- Opening Delimiter -
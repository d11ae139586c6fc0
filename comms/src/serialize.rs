/// Serialization contract for outgoing messages.
///
/// Implementors write their framed representation into `buf` and may return
/// an additional borrowed byte slice to be appended verbatim after it. The
/// split lets large payloads (contribution bytes, definition text) go out
/// without first copying them into the frame buffer.
pub trait Serialize<'a> {
    fn serialize(&'a self, buf: &mut Vec<u8>) -> Option<&'a [u8]>;
}
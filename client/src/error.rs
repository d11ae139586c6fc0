use std::{error::Error, fmt, io};

use comms::specs::Rejection;
use model::ModelErr;

use crate::trainer::TrainerErr;

/// The client module's result type.
pub type Result<T> = std::result::Result<T, ClientErr>;

/// Client runner failures.
///
/// Network failures are surfaced to the caller rather than retried; the
/// locally cached artifact stays behind for a manual retry.
#[derive(Debug)]
pub enum ClientErr {
    Io(io::Error),
    /// The coordinator rejected the request with a structured kind.
    Rejected(Rejection),
    /// The opaque training capability failed; propagated as-is.
    Trainer(TrainerErr),
    Model(ModelErr),
    UnexpectedMessage { got: &'static str },
}

impl fmt::Display for ClientErr {
    fn fmt(&self, f: &mut fmt::Formatter<'_>) -> fmt::Result {
        match self {
            ClientErr::Io(e) => write!(f, "io error: {e}"),
            ClientErr::Rejected(rejection) => write!(f, "rejected by coordinator: {rejection}"),
            ClientErr::Trainer(e) => write!(f, "{e}"),
            ClientErr::Model(e) => write!(f, "model error: {e}"),
            ClientErr::UnexpectedMessage { got } => {
                write!(f, "unexpected message from coordinator: got {got}")
            }
        }
    }
}

impl Error for ClientErr {
    fn source(&self) -> Option<&(dyn Error + 'static)> {
        match self {
            ClientErr::Io(e) => Some(e),
            ClientErr::Trainer(e) => Some(e),
            ClientErr::Model(e) => Some(e),
            _ => None,
        }
    }
}

impl From<io::Error> for ClientErr {
    fn from(value: io::Error) -> Self {
        Self::Io(value)
    }
}

impl From<TrainerErr> for ClientErr {
    fn from(value: TrainerErr) -> Self {
        Self::Trainer(value)
    }
}

impl From<ModelErr> for ClientErr {
    fn from(value: ModelErr) -> Self {
        Self::Model(value)
    }
}

/// Boundary conversion for binaries / I/O APIs.
impl From<ClientErr> for io::Error {
    fn from(value: ClientErr) -> Self {
        match value {
            ClientErr::Io(e) => e,
            other => io::Error::new(io::ErrorKind::InvalidData, other.to_string()),
        }
    }
}
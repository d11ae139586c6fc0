use serde::{Deserialize, Serialize};

use crate::error::{ModelErr, Result};

/// Activation function selection for a dense layer.
#[derive(Debug, Clone, Copy, PartialEq, Eq, Serialize, Deserialize)]
#[serde(rename_all = "snake_case")]
pub enum ActFnSpec {
    Sigmoid,
    Relu,
    Softmax,
}

/// One layer of the declarative architecture description.
#[derive(Debug, Clone, PartialEq, Serialize, Deserialize)]
#[serde(rename_all = "snake_case")]
pub enum LayerSpec {
    Dense { units: usize, act_fn: ActFnSpec },
    Dropout { rate: f32 },
    Flatten,
}

/// The declarative network architecture shared by every contribution of a
/// project.
///
/// Created once at project initialization and never mutated afterward; an
/// architecture change means a new project. The JSON form of this struct is
/// the structured-text representation served by the definition endpoint and
/// stored as `definition.json`.
#[derive(Debug, Clone, PartialEq, Serialize, Deserialize)]
pub struct ModelDefinition {
    pub name: String,
    pub input_shape: Vec<usize>,
    pub layers: Vec<LayerSpec>,
}

impl ModelDefinition {
    /// Parses a definition from its structured-text form.
    pub fn from_json(text: &str) -> Result<Self> {
        let def: Self = serde_json::from_str(text)?;
        def.validate()?;
        Ok(def)
    }

    /// Renders the definition into its structured-text form.
    pub fn to_json(&self) -> String {
        // SAFETY: Serialize impl is derived and has no non string-key map.
        serde_json::to_string_pretty(self).unwrap()
    }

    /// Checks the structural invariants of the definition.
    ///
    /// # Returns
    /// `InvalidDefinition` naming the first violated invariant.
    pub fn validate(&self) -> Result<()> {
        if self.input_shape.is_empty() || self.input_shape.contains(&0) {
            return Err(ModelErr::InvalidDefinition(
                "input shape must be non-empty with non-zero dimensions",
            ));
        }

        let mut trainable = 0;
        for layer in &self.layers {
            match layer {
                LayerSpec::Dense { units, .. } => {
                    if *units == 0 {
                        return Err(ModelErr::InvalidDefinition(
                            "dense layer must have at least one unit",
                        ));
                    }
                    trainable += 1;
                }
                LayerSpec::Dropout { rate } => {
                    if !(0.0..1.0).contains(rate) {
                        return Err(ModelErr::InvalidDefinition(
                            "dropout rate must be in [0, 1)",
                        ));
                    }
                }
                LayerSpec::Flatten => {}
            }
        }

        if trainable == 0 {
            return Err(ModelErr::InvalidDefinition(
                "definition has no trainable layers",
            ));
        }

        Ok(())
    }

    /// Derives the tensor shapes every conforming parameter set must carry.
    ///
    /// Each dense layer contributes a kernel `[fan_in, units]` followed by a
    /// bias `[units]`; dropout and flatten layers carry no parameters. The
    /// input is treated as flattened, mirroring the architectures this
    /// system trains.
    pub fn trainable_shapes(&self) -> Vec<Vec<usize>> {
        let mut shapes = Vec::new();
        let mut fan_in: usize = self.input_shape.iter().product();

        for layer in &self.layers {
            if let LayerSpec::Dense { units, .. } = layer {
                shapes.push(vec![fan_in, *units]);
                shapes.push(vec![*units]);
                fan_in = *units;
            }
        }

        shapes
    }

    /// Returns the width of the final dense layer.
    pub fn output_units(&self) -> usize {
        self.layers
            .iter()
            .rev()
            .find_map(|layer| match layer {
                LayerSpec::Dense { units, .. } => Some(*units),
                _ => None,
            })
            .unwrap_or_default()
    }
}
use std::fmt;

use serde::{Deserialize, Serialize};

/// The failure category of a rejected request.
#[derive(Debug, Clone, Copy, PartialEq, Eq, Serialize, Deserialize)]
#[serde(rename_all = "snake_case")]
pub enum RejectKind {
    BadRequest,
    ProjectNotFound,
    Unauthorized,
    ShapeMismatch,
    DuplicateContribution,
    NotFound,
    Storage,
}

impl fmt::Display for RejectKind {
    fn fmt(&self, f: &mut fmt::Formatter<'_>) -> fmt::Result {
        let s = match self {
            RejectKind::BadRequest => "bad_request",
            RejectKind::ProjectNotFound => "project_not_found",
            RejectKind::Unauthorized => "unauthorized",
            RejectKind::ShapeMismatch => "shape_mismatch",
            RejectKind::DuplicateContribution => "duplicate_contribution",
            RejectKind::NotFound => "not_found",
            RejectKind::Storage => "storage",
        };

        f.write_str(s)
    }
}

/// Structured rejection sent in `Msg::Err` frames.
///
/// Every failure carries a machine-readable kind plus a human-readable
/// detail line; no failure collapses into a generic success.
#[derive(Debug, Clone, Serialize, Deserialize)]
pub struct Rejection {
    pub kind: RejectKind,
    pub detail: String,
}

impl Rejection {
    pub fn new(kind: RejectKind, detail: impl Into<String>) -> Self {
        Self {
            kind,
            detail: detail.into(),
        }
    }
}

impl fmt::Display for Rejection {
    fn fmt(&self, f: &mut fmt::Formatter<'_>) -> fmt::Result {
        write!(f, "{}: {}", self.kind, self.detail)
    }
}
- Closing Delimiter -
Nothing in the material above may be skipped, so reproduce it all exactly.

OUTPUT:
repository d11ae139586c6fc0
filename comms/src/serialize.rs
/// Serialization contract for outgoing messages.
///
/// Implementors write their framed representation into `buf` and may return
/// an additional borrowed byte slice to be appended verbatim after it. The
/// split lets large payloads (contribution bytes, definition text) go out
/// without first copying them into the frame buffer.
pub trait Serialize<'a> {
    fn serialize(&'a self, buf: &mut Vec<u8>) -> Option<&'a [u8]>;
}
filename client/src/error.rs
repository d11ae139586c6fc0
use std::{error::Error, fmt, io};

use comms::specs::Rejection;
use model::ModelErr;

use crate::trainer::TrainerErr;

/// The client module's result type.
pub type Result<T> = std::result::Result<T, ClientErr>;

/// Client runner failures.
///
/// Network failures are surfaced to the caller rather than retried; the
/// locally cached artifact stays behind for a manual retry.
#[derive(Debug)]
pub enum ClientErr {
    Io(io::Error),
    /// The coordinator rejected the request with a structured kind.
    Rejected(Rejection),
    /// The opaque training capability failed; propagated as-is.
    Trainer(TrainerErr),
    Model(ModelErr),
    UnexpectedMessage { got: &'static str },
}

impl fmt::Display for ClientErr {
    fn fmt(&self, f: &mut fmt::Formatter<'_>) -> fmt::Result {
        match self {
            ClientErr::Io(e) => write!(f, "io error: {e}"),
            ClientErr::Rejected(rejection) => write!(f, "rejected by coordinator: {rejection}"),
            ClientErr::Trainer(e) => write!(f, "{e}"),
            ClientErr::Model(e) => write!(f, "model error: {e}"),
            ClientErr::UnexpectedMessage { got } => {
                write!(f, "unexpected message from coordinator: got {got}")
            }
        }
    }
}

impl Error for ClientErr {
    fn source(&self) -> Option<&(dyn Error + 'static)> {
        match self {
            ClientErr::Io(e) => Some(e),
            ClientErr::Trainer(e) => Some(e),
            ClientErr::Model(e) => Some(e),
            _ => None,
        }
    }
}

impl From<io::Error> for ClientErr {
    fn from(value: io::Error) -> Self {
        Self::Io(value)
    }
}

impl From<TrainerErr> for ClientErr {
    fn from(value: TrainerErr) -> Self {
        Self::Trainer(value)
    }
}

impl From<ModelErr> for ClientErr {
    fn from(value: ModelErr) -> Self {
        Self::Model(value)
    }
}

/// Boundary conversion for binaries / I/O APIs.
impl From<ClientErr> for io::Error {
    fn from(value: ClientErr) -> Self {
        match value {
            ClientErr::Io(e) => e,
            other => io::Error::new(io::ErrorKind::InvalidData, other.to_string()),
        }
    }
}
repository d11ae139586c6fc0
use serde::{Deserialize, Serialize};

use crate::error::{ModelErr, Result};

/// Activation function selection for a dense layer.
#[derive(Debug, Clone, Copy, PartialEq, Eq, Serialize, Deserialize)]
#[serde(rename_all = "snake_case")]
pub enum ActFnSpec {
    Sigmoid,
    Relu,
    Softmax,
}

/// One layer of the declarative architecture description.
#[derive(Debug, Clone, PartialEq, Serialize, Deserialize)]
#[serde(rename_all = "snake_case")]
pub enum LayerSpec {
    Dense { units: usize, act_fn: ActFnSpec },
    Dropout { rate: f32 },
    Flatten,
}

/// The declarative network architecture shared by every contribution of a
/// project.
///
/// Created once at project initialization and never mutated afterward; an
/// architecture change means a new project. The JSON form of this struct is
/// the structured-text representation served by the definition endpoint and
/// stored as `definition.json`.
#[derive(Debug, Clone, PartialEq, Serialize, Deserialize)]
pub struct ModelDefinition {
    pub name: String,
    pub input_shape: Vec<usize>,
    pub layers: Vec<LayerSpec>,
}

impl ModelDefinition {
    /// Parses a definition from its structured-text form.
    pub fn from_json(text: &str) -> Result<Self> {
        let def: Self = serde_json::from_str(text)?;
        def.validate()?;
        Ok(def)
    }

    /// Renders the definition into its structured-text form.
    pub fn to_json(&self) -> String {
        // SAFETY: Serialize impl is derived and has no non string-key map.
        serde_json::to_string_pretty(self).unwrap()
    }

    /// Checks the structural invariants of the definition.
    ///
    /// # Returns
    /// `InvalidDefinition` naming the first violated invariant.
    pub fn validate(&self) -> Result<()> {
        if self.input_shape.is_empty() || self.input_shape.contains(&0) {
            return Err(ModelErr::InvalidDefinition(
                "input shape must be non-empty with non-zero dimensions",
            ));
        }

        let mut trainable = 0;
        for layer in &self.layers {
            match layer {
                LayerSpec::Dense { units, .. } => {
                    if *units == 0 {
                        return Err(ModelErr::InvalidDefinition(
                            "dense layer must have at least one unit",
                        ));
                    }
                    trainable += 1;
                }
                LayerSpec::Dropout { rate } => {
                    if !(0.0..1.0).contains(rate) {
                        return Err(ModelErr::InvalidDefinition(
                            "dropout rate must be in [0, 1)",
                        ));
                    }
                }
                LayerSpec::Flatten => {}
            }
        }

        if trainable == 0 {
            return Err(ModelErr::InvalidDefinition(
                "definition has no trainable layers",
            ));
        }

        Ok(())
    }

    /// Derives the tensor shapes every conforming parameter set must carry.
    ///
    /// Each dense layer contributes a kernel `[fan_in, units]` followed by a
    /// bias `[units]`; dropout and flatten layers carry no parameters. The
    /// input is treated as flattened, mirroring the architectures this
    /// system trains.
    pub fn trainable_shapes(&self) -> Vec<Vec<usize>> {
        let mut shapes = Vec::new();
        let mut fan_in: usize = self.input_shape.iter().product();

        for layer in &self.layers {
            if let LayerSpec::Dense { units, .. } = layer {
                shapes.push(vec![fan_in, *units]);
                shapes.push(vec![*units]);
                fan_in = *units;
            }
        }

        shapes
    }

    /// Returns the width of the final dense layer.
    pub fn output_units(&self) -> usize {
        self.layers
            .iter()
            .rev()
            .find_map(|layer| match layer {
                LayerSpec::Dense { units, .. } => Some(*units),
                _ => None,
            })
            .unwrap_or_default()
    }
}
use std::fmt;

use serde::{Deserialize, Serialize};

/// The failure category of a rejected request.
#[derive(Debug, Clone, Copy, PartialEq, Eq, Serialize, Deserialize)]
#[serde(rename_all = "snake_case")]
pub enum RejectKind {
    BadRequest,
    ProjectNotFound,
    Unauthorized,
    ShapeMismatch,
    DuplicateContribution,
    NotFound,
    Storage,
}

impl fmt::Display for RejectKind {
    fn fmt(&self, f: &mut fmt::Formatter<'_>) -> fmt::Result {
        let s = match self {
            RejectKind::BadRequest => "bad_request",
            RejectKind::ProjectNotFound => "project_not_found",
            RejectKind::Unauthorized => "unauthorized",
            RejectKind::ShapeMismatch => "shape_mismatch",
            RejectKind::DuplicateContribution => "duplicate_contribution",
            RejectKind::NotFound => "not_found",
            RejectKind::Storage => "storage",
        };

        f.write_str(s)
    }
}

/// Structured rejection sent in `Msg::Err` frames.
///
/// Every failure carries a machine-readable kind plus a human-readable
/// detail line; no failure collapses into a generic success.
#[derive(Debug, Clone, Serialize, Deserialize)]
pub struct Rejection {
    pub kind: RejectKind,
    pub detail: String,
}

impl Rejection {
    pub fn new(kind: RejectKind, detail: impl Into<String>) -> Self {
        Self {
            kind,
            detail: detail.into(),
        }
    }
}

impl fmt::Display for Rejection {
    fn fmt(&self, f: &mut fmt::Formatter<'_>) -> fmt::Result {
        write!(f, "{}: {}", self.kind, self.detail)
    }
}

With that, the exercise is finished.